_What the task requires:_ Go through the material below and please tally the lines that hold the word "Relaxed"; the number alone is the answer.
*** Opening Input ***
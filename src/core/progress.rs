use std::sync::Arc;
use std::sync::atomic::{AtomicBool, AtomicUsize, Ordering};
use crate::core::error::{Error, ErrorKind, Result};

/// Progress and stop handle shared between a running command and its observers.
/// Cloning yields another handle onto the same counters.
#[derive(Debug, Clone, Default)]
pub struct Job {
    current: Arc<AtomicUsize>,
    total: Arc<AtomicUsize>,
    stopped: Arc<AtomicBool>,
}

impl Job {
    pub fn new() -> Self {
        Self::default()
    }

    /// Starts a new phase over `total` records
    pub fn start(&self, total: usize) {
        self.current.store(0, Ordering::Relaxed);
        self.total.store(total, Ordering::Relaxed);
    }

    pub fn advance(&self, position: usize) {
        self.current.store(position, Ordering::Relaxed);
    }

    /// Fraction of the current phase that has been processed
    pub fn fraction(&self) -> f64 {
        let total = self.total.load(Ordering::Relaxed);
        if total == 0 {
            return 0.0;
        }
        self.current.load(Ordering::Relaxed) as f64 / total as f64
    }

    pub fn stop(&self) {
        self.stopped.store(true, Ordering::SeqCst);
    }

    pub fn is_stopped(&self) -> bool {
        self.stopped.load(Ordering::SeqCst)
    }

    pub fn check_stop(&self) -> Result<()> {
        if self.is_stopped() {
            return Err(Error::new(ErrorKind::Interrupted, "Command was stopped".to_string()));
        }
        Ok(())
    }
}

#[cfg(test)]
mod tests {
    use super::*;

    #[test]
    fn reports_fraction_of_phase() {
        let job = Job::new();
        assert_eq!(job.fraction(), 0.0);
        job.start(8);
        job.advance(2);
        let observer = job.clone();
        assert_eq!(observer.fraction(), 0.25);
        job.start(4);
        assert_eq!(observer.fraction(), 0.0);
    }

    #[test]
    fn stop_is_visible_through_clones() {
        let job = Job::new();
        assert!(job.check_stop().is_ok());
        job.clone().stop();
        assert_eq!(job.check_stop().unwrap_err().kind, ErrorKind::Interrupted);
    }
}
pub mod compress;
*** Closing Input ***
_Answer section:_ 5